Built originally as a small, tough freighter for lugging supplies to Air Force bases in the Arctic, and named after a northern star often used in navigation, Eltanin was refitted to the Antarctic scientists' tastes. Her holds are stuffed with well-equipped laboratories. Above, she bristles with the strange apparatus that researchers use to draw new knowledge out of air and sea.
Rich Convergence. Early next April, when Eltanin begins her first year-long cruise at the start of the Antarctic winter, she will steam due south from Cape Horn until she reaches the solid pack ice of the Bellingshausen Sea. Then a quartering course will carry the ship many times across the "Antarctic Convergence," where cold water from the south dives under the warmer water of the Atlantic, Pacific and Indian oceans. This region boils with life, from tiny diatoms to whales, and marine biologists believe it may some day become the world's richest source of protein food.
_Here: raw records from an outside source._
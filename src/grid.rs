//! The square wall/route grid both generators mark into.

use serde::{Deserialize, Serialize};

use crate::geometry::Cell;

#[derive(Debug, Clone, Copy, PartialEq, Eq, Serialize, Deserialize)]
#[serde(rename_all = "snake_case")]
pub enum CellKind {
    Wall,
    Route,
}

/// A square grid of wall/route cells, row-major, never resized after
/// creation. Starts all wall; generators carve routes into it.
#[derive(Debug, Clone, PartialEq, Eq, Serialize, Deserialize)]
pub struct Grid {
    size: u32,
    cells: Vec<CellKind>,
}

impl Grid {
    pub fn new(size: u32) -> Self {
        let size = size.max(2);
        let cells = vec![CellKind::Wall; (size as usize) * (size as usize)];
        Self { size, cells }
    }

    pub fn size(&self) -> u32 {
        self.size
    }

    fn idx(&self, cell: Cell) -> usize {
        (cell.y as usize) * (self.size as usize) + (cell.x as usize)
    }

    /// Out-of-bounds reads as wall so a bad coordinate can never fake a route.
    pub fn get(&self, cell: Cell) -> CellKind {
        if cell.x >= self.size || cell.y >= self.size {
            return CellKind::Wall;
        }
        self.cells[self.idx(cell)]
    }

    pub fn is_route(&self, cell: Cell) -> bool {
        self.get(cell) == CellKind::Route
    }

    /// Marks every cell of `path` as route. Cells outside the grid are
    /// ignored.
    pub fn mark_path(&mut self, path: &[Cell]) {
        for &cell in path {
            if cell.x < self.size && cell.y < self.size {
                let i = self.idx(cell);
                self.cells[i] = CellKind::Route;
            }
        }
    }

    pub fn route_count(&self) -> usize {
        self.cells.iter().filter(|&&c| c == CellKind::Route).count()
    }

    /// Fraction of all cells marked route, in [0, 1].
    pub fn route_fraction(&self) -> f32 {
        self.route_count() as f32 / self.cells.len() as f32
    }
}

#[cfg(test)]
mod tests {
    use super::*;

    #[test]
    fn new_grid_is_all_wall() {
        let g = Grid::new(7);
        assert_eq!(g.route_count(), 0);
        assert_eq!(g.get(Cell::new(3, 3)), CellKind::Wall);
        assert_eq!(g.route_fraction(), 0.0);
    }

    #[test]
    fn mark_path_sets_route() {
        let mut g = Grid::new(5);
        g.mark_path(&[Cell::new(1, 1), Cell::new(2, 1)]);
        assert!(g.is_route(Cell::new(1, 1)));
        assert!(g.is_route(Cell::new(2, 1)));
        assert!(!g.is_route(Cell::new(3, 1)));
        assert_eq!(g.route_count(), 2);
        assert!((g.route_fraction() - 2.0 / 25.0).abs() < 1e-6);
    }

    #[test]
    fn out_of_bounds_reads_as_wall() {
        let g = Grid::new(5);
        assert_eq!(g.get(Cell::new(5, 0)), CellKind::Wall);
        assert_eq!(g.get(Cell::new(0, 99)), CellKind::Wall);
    }
}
From stem to stern, the Eltanin sprouts radio and radar antennas. The biggest of them, an imposing array of two intersecting squares, is specially designed to listen for "whistlers," the strange, low-frequency radio signals that strike down from outside the atmosphere. Most whistlers heard in the Antarctic are believed to originate in lightning flashes in the northern hemisphere. The radio waves apparently climb thousands of miles into the fringes of the ionosphere, guided by the earth's magnetic field; then they curve down again to hit a "coordinate point" in the southern hemisphere.
Global Greenhouse. While Eltanin's biologists ply their nets and trawls and her radiomen tune for whistlers, meteorologists studying the turbulent Antarctic atmosphere will launch weather balloons from a sheltering hangar on the ship's stern. Oceanographers will study the tossing sea water by measuring its temperature, salinity, and oxygen content at all depths ranging up from the bottom. They will chart ocean currents and plunge long tubular probes into the ocean floor. The cores of silt they bring up will give glimpses of Antarctic geologic history over millions of years.
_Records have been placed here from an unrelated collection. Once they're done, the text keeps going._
//! Procedural maze generation with exactly one solution.
//!
//! A maze is a square wall/route grid. Generation carves a single
//! randomized boundary-to-boundary solution path, then decorates the grid
//! with dead-end "fake" branches until a configured fraction of cells is
//! route. Branches join existing paths by adjacency and never reach the
//! boundary, so no second way through can ever form.
//!
//! ```no_run
//! use mazegen::maze::{Generator, MazeConfig};
//!
//! let mut gen = Generator::new(MazeConfig::new(25))?;
//! let maze = gen.generate()?;
//! println!("entrance {:?}, exit {:?}", maze.entrance(), maze.exit());
//! # Ok::<(), mazegen::maze::MazeError>(())
//! ```

pub mod branch;
pub mod carver;
pub mod geometry;
pub mod grid;
pub mod maze;
pub mod prng;
// Minimal seeded PRNG (no external crates).
//
// This is NOT cryptographically secure.
// It exists so a maze can be replayed exactly from a recorded seed.

#[derive(Debug, Clone)]
pub struct Prng {
    state: u64,
}

impl Prng {
    pub fn new(seed: u64) -> Self {
        // Avoid a zero state.
        let seed = if seed == 0 { 0x9E3779B97F4A7C15 } else { seed };
        Self { state: seed }
    }

    #[inline]
    fn next_u64(&mut self) -> u64 {
        // xorshift64*
        // Marsaglia / Vigna family. Simple, fast, decent for simulation noise.
        let mut x = self.state;
        x ^= x >> 12;
        x ^= x << 25;
        x ^= x >> 27;
        self.state = x;
        x.wrapping_mul(0x2545F4914F6CDD1D)
    }

    #[inline]
    pub fn next_u32(&mut self) -> u32 {
        (self.next_u64() >> 32) as u32
    }

    #[inline]
    pub fn next_bool(&mut self) -> bool {
        // High bit; the low bits of xorshift64* are the weakest.
        self.next_u64() >> 63 != 0
    }

    #[inline]
    pub fn gen_range_u32(&mut self, low: u32, high: u32) -> u32 {
        if high <= low {
            return low;
        }
        let span = high - low;
        low + self.next_u32() % span
    }

    #[inline]
    pub fn gen_range_usize(&mut self, low: usize, high: usize) -> usize {
        if high <= low {
            return low;
        }
        let span = (high - low) as u32;
        let v = self.next_u32() % span;
        low + v as usize
    }
}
The oceanographers also plan to measure the amount of carbon dioxide that is absorbed from the atmosphere by the icy water of the Antarctic. Many scientists believe that the carbon dioxide discharged by man's furnaces and engines is accumulating in the atmosphere, where it may some day drastically change earth's climate by acting like the glass of a great, global greenhouse. More cheerful theorists think that cold ocean water takes fresh C02 out of the atmosphere as fast as it is generated. Observations made on Eltanin may help settle the argument.